Im privaten Modus speichert dein Browser weder den Browserverlauf noch die Informationen, die du in Web-Formularen eingibst, und speichert die Grafiken und den Code der besuchten Websites nicht in seinem Cache. Die kleinen Textdateien, sogenannte Cookies, in denen Websites deine Einstellungen und Präferenzen speichern, werden nur so lange gespeichert, wie das private Fenster geöffnet bleibt, und werden gelöscht, wenn du es schließt. Auf diese Weise bleiben keine Spuren deiner Surfaktivitäten auf dem Computer zurück.

Deine Aktionen sind jedoch weiterhin von außen sichtbar. Die von dir besuchten Websites, der Browser selbst, Browser-Erweiterungen, dein Internetanbieter, der Systemadministrator des Büros oder der Schule sowie verschiedene Werbe- und Analysesysteme – beispielsweise die von Google – können dich weiterhin verfolgen.

Einige Browser, z. B. Firefox, bieten zusätzliche Datenschutzmaßnahmen im privaten Modus. Dazu gehören u. a. das Deaktivieren von Browsererweiterungen und das Blockieren bekannter Analyse-Websites, die Nutzer verfolgen, sowie das Blockieren von Cookies von Drittanbietern, die nicht von der geöffneten Website gesetzt wurden. Dies garantiert jedoch keine vollständige Unsichtbarkeit.

Inkognito-Daten im Wert von fünf Milliarden

Um einen Eindruck davon zu bekommen, wie viele Informationen über Inkognito-Nutzer gesammelt werden können, lohnt sich ein Blick auf den Prozess Brown gegen Google, in dem der Internetriese eine Niederlage hinnehmen musste. Das Unternehmen wurde angewiesen, „Milliarden von Datensätzen“ zu vernichten, die bis Ende 2023 gesammelt wurden und sich auf die Aktivitäten von Nutzern beziehen, die im Inkognito-Modus surften. Daten, die nicht sofort gelöscht werden, müssen anonymisiert werden, beispielsweise durch Entfernen eines Teils der IP-Adresse jedes Nutzers. Das Gericht schätzte den Geldwert der zu löschenden Daten zuzüglich der Daten, die nicht mehr erfasst werden, auf unglaubliche 5 Milliarden US-Dollar.

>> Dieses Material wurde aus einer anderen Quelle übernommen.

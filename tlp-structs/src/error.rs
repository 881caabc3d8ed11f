use std::path::PathBuf;
use thiserror::Error;

#[derive(Debug, Error)]
pub enum PlanError {
    #[error("cannot read timing plan {}: {source}", .path.display())]
    Load {
        path: PathBuf,
        #[source]
        source: std::io::Error,
    },
    #[error("timing plan {} contains a non-integer value '{token}'", .path.display())]
    Parse { path: PathBuf, token: String },
    #[error("timing plan has {actual} values but the instance requires {expected} (one offset plus one duration per phase, for each program)")]
    Length { expected: usize, actual: usize },
}
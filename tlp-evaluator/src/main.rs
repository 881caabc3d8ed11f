use anyhow::{anyhow, Result};
use clap::{arg, Command};
use std::{
    path::PathBuf,
    time::{Duration, Instant},
};
use tlp_evaluator::{pipeline, simulator::SumoOptions};
use tracing::{info, Level};

fn cli() -> Command {
    Command::new("tlp-evaluator")
        .about("Evaluates traffic-light timing plans by driving the SUMO simulator")
        .arg_required_else_help(true)
        .subcommand(
            Command::new("evaluate")
                .about("Runs one full evaluation and writes the fitness report")
                .arg(
                    arg!(<INSTANCE> "Path to the instance json file")
                        .value_parser(clap::value_parser!(PathBuf)),
                )
                .arg(
                    arg!(<RUN_DIR> "Directory for generated files, resolved against the instance directory")
                        .value_parser(clap::value_parser!(PathBuf)),
                )
                .arg(
                    arg!(<PLAN> "Path to the timing plan file")
                        .value_parser(clap::value_parser!(PathBuf)),
                )
                .arg(
                    arg!(<RESULT> "Path the result report is written to")
                        .value_parser(clap::value_parser!(PathBuf)),
                )
                .arg(
                    arg!(<DELETE> "1 deletes the generated files after reporting, 0 keeps them")
                        .value_parser(clap::value_parser!(u8).range(0..=1)),
                )
                .arg(
                    arg!(--sumo [SUMO] "Simulator executable")
                        .default_value("sumo")
                        .value_parser(clap::value_parser!(String)),
                )
                .arg(
                    arg!(--timeout [TIMEOUT] "Optional number of seconds after which the simulator is killed")
                        .value_parser(clap::value_parser!(u64)),
                )
                .arg(arg!(--emissions "Produce a dedicated emissions log and read emission totals from it")),
        )
        .subcommand(
            Command::new("score_plan")
                .about("Computes the schedule-only GvR scores without running the simulator")
                .arg(
                    arg!(<INSTANCE> "Path to the instance json file")
                        .value_parser(clap::value_parser!(PathBuf)),
                )
                .arg(
                    arg!(<PLAN> "Path to the timing plan file")
                        .value_parser(clap::value_parser!(PathBuf)),
                )
                .arg(
                    arg!([RESULT] "Optional path the scores are written to in report style")
                        .value_parser(clap::value_parser!(PathBuf)),
                ),
        )
}

fn main() {
    tracing_subscriber::fmt().with_max_level(Level::INFO).init();

    let matches = cli().get_matches();

    if let Err(e) = match matches.subcommand() {
        Some(("evaluate", sub_m)) => evaluate(
            sub_m.get_one::<PathBuf>("INSTANCE").unwrap().clone(),
            sub_m.get_one::<PathBuf>("RUN_DIR").unwrap().clone(),
            sub_m.get_one::<PathBuf>("PLAN").unwrap().clone(),
            sub_m.get_one::<PathBuf>("RESULT").unwrap().clone(),
            *sub_m.get_one::<u8>("DELETE").unwrap(),
            sub_m.get_one::<String>("sumo").unwrap().clone(),
            sub_m.get_one::<u64>("timeout").copied(),
            *sub_m.get_one::<bool>("emissions").unwrap(),
        ),
        Some(("score_plan", sub_m)) => score_plan(
            sub_m.get_one::<PathBuf>("INSTANCE").unwrap().clone(),
            sub_m.get_one::<PathBuf>("PLAN").unwrap().clone(),
            sub_m.get_one::<PathBuf>("RESULT").cloned(),
        ),
        _ => Err(anyhow!("Invalid subcommand")),
    } {
        eprintln!("Error: {}", e);
        std::process::exit(1);
    }
}

fn evaluate(
    instance_file: PathBuf,
    run_dir: PathBuf,
    plan_file: PathBuf,
    result_file: PathBuf,
    delete_flag: u8,
    sumo: String,
    timeout: Option<u64>,
    emissions: bool,
) -> Result<()> {
    let started = Instant::now();
    let options = SumoOptions {
        executable: sumo,
        timeout: timeout.map(Duration::from_secs),
        with_emissions: emissions,
    };

    let stats = pipeline::evaluate_plan(
        &instance_file,
        &run_dir,
        &plan_file,
        &result_file,
        &options,
        delete_flag == 1,
    )?;

    info!("fitness: {}", stats.fitness);
    info!("total time: {} ms", started.elapsed().as_millis());
    Ok(())
}

fn score_plan(instance_file: PathBuf, plan_file: PathBuf, result_file: Option<PathBuf>) -> Result<()> {
    let score = pipeline::score_plan(&instance_file, &plan_file, result_file.as_deref())?;
    if result_file.is_none() {
        println!("{} // Original Green vs Red", score.total);
        println!("{} // Normalized GvR", score.normalized);
    }
    Ok(())
}
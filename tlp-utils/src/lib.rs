mod attrs;
pub use attrs::*;
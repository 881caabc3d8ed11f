use std::{fs, path::Path};
use tlp_utils::{attr_f64, parse_attributes};
use tracing::warn;

/// Totals accumulated from the per-vehicle trip records.
#[derive(Clone, Debug, Default, PartialEq)]
pub struct TripTotals {
    pub num_arrived: u32,
    pub total_duration: f64,
    pub stops: f64,
    pub waiting_time: f64,
    /// Absolute per-trip emissions, summed from the emission child records of
    /// the tripinfo log. Noise has no absolute form there and stays zero.
    pub emissions: EmissionTotals,
}

#[derive(Clone, Debug, Default, PartialEq)]
pub struct EmissionTotals {
    pub co2: f64,
    pub co: f64,
    pub hc: f64,
    pub nox: f64,
    pub pmx: f64,
    pub fuel: f64,
    pub noise: f64,
}

/// The final cumulative summary row.
#[derive(Clone, Debug, Default, PartialEq)]
pub struct SummarySnapshot {
    pub mean_travel_time: f64,
    pub mean_waiting_time: f64,
}

/// A missing log file is a legitimate outcome (the simulator writes no trip
/// records when no vehicle was ever active), so every extractor degrades to
/// an all-zero result instead of failing the evaluation.
fn read_log(path: &Path, what: &str) -> Option<String> {
    match fs::read_to_string(path) {
        Ok(content) => Some(content),
        Err(e) => {
            warn!("cannot read {} log {}: {}; contributing zeros", what, path.display(), e);
            None
        }
    }
}

/// Scans the tripinfo log. Lines carrying a vehicle identifier are trip
/// records: count the arrival and accumulate duration, waiting count (times
/// the vehicle dropped below 0.1 m/s, planned stops excluded) and waiting
/// time. Lines carrying absolute CO values are the trip's emission record.
pub fn extract_tripinfo(path: &Path) -> TripTotals {
    let mut totals = TripTotals::default();
    let Some(content) = read_log(path, "tripinfo") else {
        return totals;
    };

    for line in content.lines() {
        if line.contains("id=") {
            let attrs = parse_attributes(line);
            totals.num_arrived += 1;
            totals.total_duration += attr_f64(&attrs, "duration");
            totals.stops += attr_f64(&attrs, "waitingCount");
            totals.waiting_time += attr_f64(&attrs, "waitingTime");
        } else if line.contains("CO_abs=") {
            let attrs = parse_attributes(line);
            totals.emissions.co2 += attr_f64(&attrs, "CO2_abs");
            totals.emissions.co += attr_f64(&attrs, "CO_abs");
            totals.emissions.hc += attr_f64(&attrs, "HC_abs");
            totals.emissions.nox += attr_f64(&attrs, "NOx_abs");
            totals.emissions.pmx += attr_f64(&attrs, "PMx_abs");
            totals.emissions.fuel += attr_f64(&attrs, "fuel_abs");
        }
    }

    totals
}

/// Scans the summary log and parses the mean travel and waiting times from
/// the last timestamped row. The rows are cumulative, only the final
/// snapshot matters.
pub fn extract_summary(path: &Path) -> SummarySnapshot {
    let mut snapshot = SummarySnapshot::default();
    let Some(content) = read_log(path, "summary") else {
        return snapshot;
    };

    match content.lines().filter(|line| line.contains("time=")).last() {
        Some(line) => {
            let attrs = parse_attributes(line);
            snapshot.mean_travel_time = attr_f64(&attrs, "meanTravelTime");
            snapshot.mean_waiting_time = attr_f64(&attrs, "meanWaitingTime");
        }
        None => warn!("summary log {} has no timestamped rows; contributing zeros", path.display()),
    }

    snapshot
}

/// Scans the dedicated emissions log, which records per-vehicle values under
/// the plain attribute names and, unlike the tripinfo records, includes
/// noise.
pub fn extract_emissions(path: &Path) -> EmissionTotals {
    let mut totals = EmissionTotals::default();
    let Some(content) = read_log(path, "emissions") else {
        return totals;
    };

    for line in content.lines() {
        if line.contains("id=") {
            let attrs = parse_attributes(line);
            totals.co2 += attr_f64(&attrs, "CO2");
            totals.co += attr_f64(&attrs, "CO");
            totals.hc += attr_f64(&attrs, "HC");
            totals.nox += attr_f64(&attrs, "NOx");
            totals.pmx += attr_f64(&attrs, "PMx");
            totals.fuel += attr_f64(&attrs, "fuel");
            totals.noise += attr_f64(&attrs, "noise");
        }
    }

    totals
}
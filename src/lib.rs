//! # Ladder Tracker
//!
//! A local ranked-ladder leaderboard tracker with AI-powered match analysis.
//!
//! ## Architecture
//!
//! - **models**: Core data structures (leaderboard entries, regions, annotations)
//! - **rank**: Tier/division codec and rank averaging
//! - **fetch**: Rate-limit-aware upstream API client
//! - **storage**: Filesystem data lake operations (JSONL journals)
//! - **sync**: Ladder refresh orchestration
//! - **analysis**: Match analysis generation with versioned caching
//! - **api**: REST API endpoints
//! - **config**: Configuration loading and validation

pub mod analysis;
pub mod api;
pub mod config;
pub mod fetch;
pub mod limiter;
pub mod models;
pub mod rank;
pub mod seed;
pub mod storage;
pub mod sync;

pub use models::*;

use std::time::Duration;

/// Parse a human-friendly duration string (e.g., "6h", "30m", "90s").
pub fn parse_duration(s: &str) -> Option<Duration> {
    let s = s.trim();
    if s.is_empty() {
        return None;
    }

    let (num_str, multiplier) = if let Some(n) = s.strip_suffix('h') {
        (n, 3600)
    } else if let Some(n) = s.strip_suffix('m') {
        (n, 60)
    } else if let Some(n) = s.strip_suffix('s') {
        (n, 1)
    } else {
        // Default to seconds
        (s, 1)
    };

    let num: u64 = num_str.parse().ok()?;
    Some(Duration::from_secs(num * multiplier))
}
use axum::extract::State;
use axum::Json;
use serde::{Deserialize, Serialize};

use crate::api::state::AppState;
use crate::api::ApiError;

#[derive(Debug, Deserialize)]
pub struct AnalyzeParams {
    pub match_id: Option<String>,
    pub prompt: Option<String>,
}

#[derive(Debug, Serialize)]
pub struct AnalyzeResponse {
    pub match_id: String,
    pub analysis: String,
    /// True when the text came from the cache instead of the backend.
    pub cached: bool,
}

pub async fn analyze(
    State(state): State<AppState>,
    Json(params): Json<AnalyzeParams>,
) -> Result<Json<AnalyzeResponse>, ApiError> {
    let match_id = params
        .match_id
        .filter(|id| !id.trim().is_empty())
        .ok_or_else(|| ApiError::BadRequest("match_id is required".to_string()))?;
    let prompt = params
        .prompt
        .filter(|p| !p.trim().is_empty())
        .ok_or_else(|| ApiError::BadRequest("prompt is required".to_string()))?;

    let generator = state.generator.clone();
    let (analysis, cached) = state
        .cache
        .get_or_compute(&match_id, || async move { generator.generate(&prompt).await })
        .await
        .map_err(|e| ApiError::Internal(e.to_string()))?;

    Ok(Json(AnalyzeResponse {
        match_id,
        analysis,
        cached,
    }))
}

#[cfg(test)]
mod tests {
    use super::*;
    use crate::analysis::generator::MockGenerator;
    use crate::analysis::AnalysisCache;
    use crate::api::build_router;
    use crate::storage::{LeaderboardStore, StorageConfig};
    use crate::sync::riot::MockLadderSource;
    use crate::sync::{RefreshConfig, RefreshOrchestrator};
    use axum::body::Body;
    use axum::http::{Request, StatusCode};
    use serde_json::Value;
    use std::sync::Arc;
    use tower::util::ServiceExt;

    fn setup_with_generator(dir: &std::path::Path, generator: Arc<MockGenerator>) -> AppState {
        let storage = StorageConfig::new(dir.to_path_buf());
        let store = LeaderboardStore::new(storage.clone());
        let orchestrator = RefreshOrchestrator::new(
            RefreshConfig::default(),
            Arc::new(MockLadderSource::new()),
            store.clone(),
        );

        AppState {
            storage: Arc::new(storage.clone()),
            store,
            orchestrator: Arc::new(orchestrator),
            cache: Arc::new(AnalysisCache::new(storage, "v1".to_string())),
            generator,
        }
    }

    async fn post_json(app: axum::Router, uri: &str, body: &str) -> (StatusCode, Value) {
        let resp = app
            .oneshot(
                Request::builder()
                    .method("POST")
                    .uri(uri)
                    .header("content-type", "application/json")
                    .body(Body::from(body.to_string()))
                    .unwrap(),
            )
            .await
            .unwrap();
        let status = resp.status();
        let body = axum::body::to_bytes(resp.into_body(), usize::MAX)
            .await
            .unwrap();
        let json: Value = serde_json::from_slice(&body).unwrap_or(Value::Null);
        (status, json)
    }

    #[tokio::test]
    async fn test_analysis_is_cached_per_match() {
        let tmp = tempfile::tempdir().unwrap();
        let generator = Arc::new(MockGenerator::new("Strong early rotations."));
        let state = setup_with_generator(tmp.path(), generator.clone());

        let body = r#"{"match_id": "EUW1_77", "prompt": "Summarize the match"}"#;

        let app = build_router(state.clone());
        let (status, first) = post_json(app, "/api/analysis", body).await;
        assert_eq!(status, StatusCode::OK);
        assert_eq!(first["match_id"], "EUW1_77");
        assert_eq!(first["analysis"], "Strong early rotations.");
        assert_eq!(first["cached"], false);

        let app = build_router(state);
        let (status, second) = post_json(app, "/api/analysis", body).await;
        assert_eq!(status, StatusCode::OK);
        assert_eq!(second["analysis"], "Strong early rotations.");
        assert_eq!(second["cached"], true);

        assert_eq!(generator.calls(), 1);
    }

    #[tokio::test]
    async fn test_analysis_distinct_matches_recompute() {
        let tmp = tempfile::tempdir().unwrap();
        let generator = Arc::new(MockGenerator::new("Uneven laning phase."));
        let state = setup_with_generator(tmp.path(), generator.clone());

        let app = build_router(state.clone());
        let (_, first) = post_json(
            app,
            "/api/analysis",
            r#"{"match_id": "EUW1_1", "prompt": "Summarize"}"#,
        )
        .await;
        let app = build_router(state);
        let (_, second) = post_json(
            app,
            "/api/analysis",
            r#"{"match_id": "EUW1_2", "prompt": "Summarize"}"#,
        )
        .await;

        assert_eq!(first["cached"], false);
        assert_eq!(second["cached"], false);
        assert_eq!(generator.calls(), 2);
    }

    #[tokio::test]
    async fn test_analysis_requires_fields() {
        let tmp = tempfile::tempdir().unwrap();
        let generator = Arc::new(MockGenerator::new("unused"));
        let state = setup_with_generator(tmp.path(), generator);

        let cases = [
            r#"{}"#,
            r#"{"match_id": "", "prompt": "Summarize"}"#,
            r#"{"match_id": "EUW1_9", "prompt": "  "}"#,
        ];

        for body in cases {
            let app = build_router(state.clone());
            let (status, json) = post_json(app, "/api/analysis", body).await;
            assert_eq!(status, StatusCode::BAD_REQUEST, "body: {}", body);
            assert_eq!(json["error"]["code"], "BAD_REQUEST", "body: {}", body);
        }
    }
}
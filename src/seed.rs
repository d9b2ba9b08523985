//! Synthetic ladder data for local development.

use tracing::info;
use uuid::Uuid;

use crate::models::{LeaderboardEntry, Region};
use crate::rank::{self, Division, Tier};
use crate::storage::{LeaderboardStore, StorageError};

/// Display names given to synthetic rows, cycled with a numeric suffix.
const NAME_POOL: [&str; 10] = [
    "Blue Sentinel",
    "Red Buff Enjoyer",
    "Mid Or Feed",
    "Ward Bot",
    "Baron Thief",
    "Dragon Soul",
    "Flash On F",
    "Scaling Merchant",
    "Roam Timer",
    "Peel Machine",
];

/// Insert `players` synthetic rows into one region's ladder.
///
/// Rows are spread over the whole rank scale, best first, so pagination
/// and tier filters have something to chew on. Ids are fresh on every
/// call; reseeding adds rows rather than replacing them, and `reset`
/// clears them again.
pub fn seed_region(
    store: &LeaderboardStore,
    region: Region,
    players: usize,
) -> Result<usize, StorageError> {
    let entries: Vec<LeaderboardEntry> =
        (0..players).map(|i| synthetic_entry(region, i)).collect();
    let written = store.upsert_batch(&entries)?;

    info!("Seeded {} with {} synthetic players", region, written);
    Ok(written)
}

/// Deterministic rank spread: index 0 lands in Challenger, then each
/// index steps one codec position down the scale, wrapping at Iron IV.
fn synthetic_entry(region: Region, i: usize) -> LeaderboardEntry {
    let top = rank::score(Tier::Challenger, Division::I);
    let codec = top - (i as u32 % (top + 1));
    let (tier, division) = rank::decode(codec);

    let league_points = if tier.is_apex() {
        (i as u32 * 131) % 1400
    } else {
        (i as u32 * 13) % 100
    };
    let wins = 40 + (i as u32 * 7) % 60;
    let losses = 35 + (i as u32 * 5) % 50;

    let name = format!("{} {}", NAME_POOL[i % NAME_POOL.len()], i + 1);

    LeaderboardEntry::new(
        Uuid::new_v4().to_string(),
        region,
        tier,
        division,
        league_points,
        wins,
        losses,
    )
    .with_identity(name, region.as_str().to_string())
}

#[cfg(test)]
mod tests {
    use super::*;
    use crate::storage::{StorageConfig, TierFilter};
    use pretty_assertions::assert_eq;
    use tempfile::TempDir;

    fn test_store(tmp: &TempDir) -> LeaderboardStore {
        LeaderboardStore::new(StorageConfig::new(tmp.path().to_path_buf()))
    }

    #[test]
    fn test_seed_spreads_over_the_scale() {
        let tmp = TempDir::new().unwrap();
        let store = test_store(&tmp);

        let written = seed_region(&store, Region::Euw, 40).unwrap();
        assert_eq!(written, 40);

        let page = store.page(Region::Euw, TierFilter::All, None, 100).unwrap();
        assert_eq!(page.total_players, 40);

        assert!(page.entries.iter().any(|e| e.tier == Tier::Challenger));
        assert!(page.entries.iter().any(|e| e.tier == Tier::Iron));

        let values: Vec<i64> = page.entries.iter().map(|e| e.rank_value).collect();
        let mut sorted = values.clone();
        sorted.sort_unstable_by(|a, b| b.cmp(a));
        assert_eq!(values, sorted);
    }

    #[test]
    fn test_seed_is_additive() {
        let tmp = TempDir::new().unwrap();
        let store = test_store(&tmp);

        seed_region(&store, Region::Kr, 5).unwrap();
        seed_region(&store, Region::Kr, 5).unwrap();

        assert_eq!(store.count(Region::Kr).unwrap(), 10);
    }

    #[test]
    fn test_seed_only_touches_the_requested_region() {
        let tmp = TempDir::new().unwrap();
        let store = test_store(&tmp);

        seed_region(&store, Region::Na, 3).unwrap();

        assert_eq!(store.count(Region::Na).unwrap(), 3);
        assert_eq!(store.count(Region::Euw).unwrap(), 0);
    }

    #[test]
    fn test_synthetic_identity_fields() {
        let entry = synthetic_entry(Region::Kr, 0);

        assert_eq!(entry.tier, Tier::Challenger);
        assert_eq!(entry.tag_line, "KR");
        assert!(entry.game_name.ends_with(" 1"));
        assert!(!entry.player_id.is_empty());
    }
}
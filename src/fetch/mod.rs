//! Rate-limit-aware HTTP client for the upstream ranked API.
//!
//! Performs one logical request and classifies the outcome. HTTP 429 is
//! never surfaced as a generic error: it becomes [`FetchError::RateLimited`]
//! carrying the upstream-advertised delay (falling back to the configured
//! default, one second, when the `Retry-After` header is absent or
//! unparsable). The client performs no retries; backoff policy belongs
//! to callers, where it composes with the concurrency limiter.

use std::time::Duration;

use reqwest::header::{HeaderMap, HeaderValue, RETRY_AFTER, USER_AGENT};
use reqwest::Client;
use serde::de::DeserializeOwned;
use thiserror::Error;
use tracing::{debug, warn};
use url::Url;

/// Header carrying the upstream API key.
const API_KEY_HEADER: &str = "X-Riot-Token";

/// Errors (and non-success outcomes) of a fetch.
#[derive(Debug, Error)]
pub enum FetchError {
    #[error("transport error: {0}")]
    Transport(#[from] reqwest::Error),

    #[error("invalid URL: {0}")]
    InvalidUrl(#[from] url::ParseError),

    #[error("rate limited, retry after {retry_after_secs}s")]
    RateLimited { retry_after_secs: u64 },

    #[error("not found upstream")]
    NotFound,

    #[error("upstream returned HTTP {status}")]
    Upstream { status: u16 },

    #[error("response body error: {0}")]
    Json(#[from] serde_json::Error),
}

/// Successful response.
#[derive(Debug, Clone)]
pub struct FetchSuccess {
    pub status: u16,
    pub body: String,
}

/// Configuration for the fetch client.
#[derive(Debug, Clone)]
pub struct FetchConfig {
    /// Upstream API key, sent on every request.
    pub api_key: String,

    /// Per-request timeout.
    pub timeout: Duration,

    /// Fallback delay when a 429 carries no usable Retry-After header.
    pub retry_after_default_secs: u64,

    /// User agent string.
    pub user_agent: String,
}

impl Default for FetchConfig {
    fn default() -> Self {
        Self {
            api_key: String::new(),
            timeout: Duration::from_secs(10),
            retry_after_default_secs: 1,
            user_agent: format!("ladder-tracker/{}", env!("CARGO_PKG_VERSION")),
        }
    }
}

/// HTTP client wrapper that classifies upstream outcomes.
///
/// Holds no mutable state; clone freely across tasks.
#[derive(Clone)]
pub struct FetchClient {
    client: Client,
    config: FetchConfig,
}

impl FetchClient {
    /// Create a new client with the given configuration.
    pub fn new(config: FetchConfig) -> Result<Self, FetchError> {
        let mut headers = HeaderMap::new();
        headers.insert(
            USER_AGENT,
            HeaderValue::from_str(&config.user_agent)
                .unwrap_or_else(|_| HeaderValue::from_static("ladder-tracker/0.1.0")),
        );

        if !config.api_key.is_empty() {
            match HeaderValue::from_str(&config.api_key) {
                Ok(value) => {
                    headers.insert(API_KEY_HEADER, value);
                }
                Err(_) => warn!("API key contains invalid header characters; sending without it"),
            }
        }

        let client = Client::builder()
            .timeout(config.timeout)
            .default_headers(headers)
            .build()?;

        Ok(Self { client, config })
    }

    /// Create a client with default configuration (no API key).
    pub fn with_defaults() -> Result<Self, FetchError> {
        Self::new(FetchConfig::default())
    }

    /// Issue one GET and classify the result.
    pub async fn fetch(&self, url: &Url) -> Result<FetchSuccess, FetchError> {
        debug!("GET {}", url);

        let response = self.client.get(url.as_str()).send().await?;
        let status = response.status().as_u16();
        let retry_after = response
            .headers()
            .get(RETRY_AFTER)
            .and_then(|v| v.to_str().ok())
            .map(|s| s.to_string());

        if let Some(err) = classify_status(
            status,
            retry_after.as_deref(),
            self.config.retry_after_default_secs,
        ) {
            return Err(err);
        }

        let body = response.text().await?;
        Ok(FetchSuccess { status, body })
    }

    /// Fetch and decode a JSON body.
    pub async fn get_json<T: DeserializeOwned>(&self, url: &Url) -> Result<T, FetchError> {
        let success = self.fetch(url).await?;
        Ok(serde_json::from_str(&success.body)?)
    }
}

/// Map a status (plus Retry-After header, if any) onto the error taxonomy.
/// `None` means the response is a success and its body should be read.
fn classify_status(status: u16, retry_after: Option<&str>, default_secs: u64) -> Option<FetchError> {
    match status {
        429 => {
            let retry_after_secs = retry_after
                .and_then(|s| s.parse().ok())
                .unwrap_or(default_secs);
            Some(FetchError::RateLimited { retry_after_secs })
        }
        404 => Some(FetchError::NotFound),
        s if (200..300).contains(&s) => None,
        s => Some(FetchError::Upstream { status: s }),
    }
}

#[cfg(test)]
mod tests {
    use super::*;

    #[test]
    fn test_429_with_retry_after_header() {
        let err = classify_status(429, Some("3"), 1).unwrap();
        assert!(matches!(err, FetchError::RateLimited { retry_after_secs: 3 }));
    }

    #[test]
    fn test_429_without_header_uses_default() {
        let err = classify_status(429, None, 1).unwrap();
        assert!(matches!(err, FetchError::RateLimited { retry_after_secs: 1 }));
    }

    #[test]
    fn test_429_with_unparsable_header_uses_default() {
        // Retry-After may legally be an HTTP date, which we don't honor.
        let err = classify_status(429, Some("Wed, 21 Oct 2026 07:28:00 GMT"), 1).unwrap();
        assert!(matches!(err, FetchError::RateLimited { retry_after_secs: 1 }));
    }

    #[test]
    fn test_404_is_not_found() {
        assert!(matches!(
            classify_status(404, None, 1),
            Some(FetchError::NotFound)
        ));
    }

    #[test]
    fn test_other_failures_carry_status() {
        assert!(matches!(
            classify_status(503, None, 1),
            Some(FetchError::Upstream { status: 503 })
        ));
        assert!(matches!(
            classify_status(403, None, 1),
            Some(FetchError::Upstream { status: 403 })
        ));
    }

    #[test]
    fn test_success_statuses_pass_through() {
        assert!(classify_status(200, None, 1).is_none());
        assert!(classify_status(204, None, 1).is_none());
    }

    #[test]
    fn test_config_default_retry_after_is_one_second() {
        assert_eq!(FetchConfig::default().retry_after_default_secs, 1);
    }

    #[test]
    fn test_client_builds_with_defaults() {
        assert!(FetchClient::with_defaults().is_ok());
    }
}
//! Match average-rank annotations.

use chrono::{DateTime, Utc};
use serde::{Deserialize, Serialize};

/// Average-rank label recorded against a completed match.
///
/// Written by a background task after an average-rank request names a
/// match, so the annotation never blocks the response path.
#[derive(Debug, Clone, Serialize, Deserialize)]
pub struct MatchRankAnnotation {
    /// Upstream match identifier.
    pub match_id: String,

    /// Average rank label ("Gold II", or "Unranked").
    pub average: String,

    /// Number of parsable rank labels that entered the mean.
    pub sample_size: usize,

    /// When the annotation was written.
    pub recorded_at: DateTime<Utc>,
}

impl MatchRankAnnotation {
    pub fn new(match_id: String, average: String, sample_size: usize) -> Self {
        Self {
            match_id,
            average,
            sample_size,
            recorded_at: Utc::now(),
        }
    }
}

Die betroffenen Kläger müssen jedoch individuell eine finanzielle Entschädigung beantragen, sodass Google wahrscheinlich nicht viel Geld verlieren wird.

Wichtiger für alle Nutzer ist jedoch, dass Google angewiesen wurde, Cookies von Drittanbietern im Inkognito-Modus zu blockieren und die Funktionsweise des Inkognito-Modus allgemein genauer zu beschreiben. Obwohl die Methoden von Google zur Erfassung von Informationen im Inkognito-Modus der Öffentlichkeit während des Gerichtsverfahrens nicht vollständig bekannt gemacht wurden, wurden einige der Techniken offengelegt: Erfassung von Daten mithilfe von Google Analytics, Erfassung von IP-Adressen und Erfassung von HTTP-Header-Daten.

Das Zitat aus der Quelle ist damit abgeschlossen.